CPT code 92004 can be used to report a comprehensive ophthalmological examination, a diagnostic and treatment program initiation, and any subsequent required visits for a new patient.
What Is CPT Code 92004?
CPT 92004 describes a comprehensive ophthalmological examination and evaluation of a new patient. This service includes initiating a diagnostic and treatment program and may require one or more visits.
A “comprehensive” examination thoroughly evaluates the patient’s eyes and surrounding structures.
This may include taking a detailed patient history, performing various tests such as keratometry, ophthalmoscopy, retinoscopy, tonometry, and motor evaluations, and beginning a diagnostic and treatment plan that may involve additional diagnostic procedures.

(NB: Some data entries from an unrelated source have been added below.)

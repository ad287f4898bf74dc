//! The storage backend contract. One `Store` (see `crate::store`) wraps an
//! `Arc<dyn StorageBackend>`, the same shape as
//! `ethrex_storage::store::Store`'s `backend: Arc<dyn StorageBackend>`
//! field, so a durable engine (sled, rocksdb) can be substituted without
//! touching any caller.

use crate::error::StoreError;

/// Raw, durable key-value operations. Implementors need not know about
/// cranks or savepoints — that bookkeeping lives in `Store` and is layered
/// on top via an in-memory overlay.
pub trait StorageBackend: std::fmt::Debug + Send + Sync {
    fn get(&self, key: &[u8]) -> Result<Option<Vec<u8>>, StoreError>;
    fn set(&self, key: &[u8], value: &[u8]) -> Result<(), StoreError>;
    fn delete(&self, key: &[u8]) -> Result<(), StoreError>;
    /// Keys with the given prefix, in ascending byte order.
    fn enumerate(&self, prefix: &[u8]) -> Result<Vec<(Vec<u8>, Vec<u8>)>, StoreError>;
}

pub mod in_memory {
    use std::collections::BTreeMap;

    use parking_lot::RwLock;

    use super::StorageBackend;
    use crate::error::StoreError;

    /// A `BTreeMap` guarded by an `RwLock`, enough to run the whole kernel
    /// and its test suite without an external database. Keys sort as raw
    /// bytes, which is sufficient since every persisted key in §6 is ASCII
    /// and prefix-enumerable.
    #[derive(Debug, Default)]
    pub struct InMemoryBackend {
        map: RwLock<BTreeMap<Vec<u8>, Vec<u8>>>,
    }

    impl InMemoryBackend {
        pub fn new() -> Self {
            Self::default()
        }
    }

    impl StorageBackend for InMemoryBackend {
        fn get(&self, key: &[u8]) -> Result<Option<Vec<u8>>, StoreError> {
            Ok(self.map.read().get(key).cloned())
        }

        fn set(&self, key: &[u8], value: &[u8]) -> Result<(), StoreError> {
            self.map.write().insert(key.to_vec(), value.to_vec());
            Ok(())
        }

        fn delete(&self, key: &[u8]) -> Result<(), StoreError> {
            self.map.write().remove(key);
            Ok(())
        }

        fn enumerate(&self, prefix: &[u8]) -> Result<Vec<(Vec<u8>, Vec<u8>)>, StoreError> {
            Ok(self
                .map
                .read()
                .range(prefix.to_vec()..)
                .take_while(|(k, _)| k.starts_with(prefix))
                .map(|(k, v)| (k.clone(), v.clone()))
                .collect())
        }
    }

}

The CPT book describes CPT code 92004 as: “Ophthalmological services: medical examination and evaluation with initiation of diagnostic and treatment program; comprehensive, new patient, one or more visits.”
The provider performs a comprehensive ophthalmological evaluation of a new patient, including a thorough examination of the eyes and surrounding structures.
The examination begins with taking a detailed patient history, which helps the provider understand the patient’s current eye health and any previous eye conditions or treatments.
The provider uses various tools and techniques to assess the patient’s eyes during the examination. These may include keratometry, which measures the cornea’s curvature, and routine ophthalmoscopy, which allows the provider to examine the back of the eye.
Retinoscopy can be used to determine the patient’s eyeglass prescription, tonometry and measures the pressure within the eye, and motor evaluation to assess the movement and coordination of the eyes.
After completing the examination, the provider initiates a diagnostic and treatment program for one or more visits.
This may include additional diagnostic procedures, such as imaging or blood tests, to help the provider better understand the patient’s condition.
Based on the examination results and any additional diagnostic tests, the provider will create a treatment plan tailored to the patient’s needs.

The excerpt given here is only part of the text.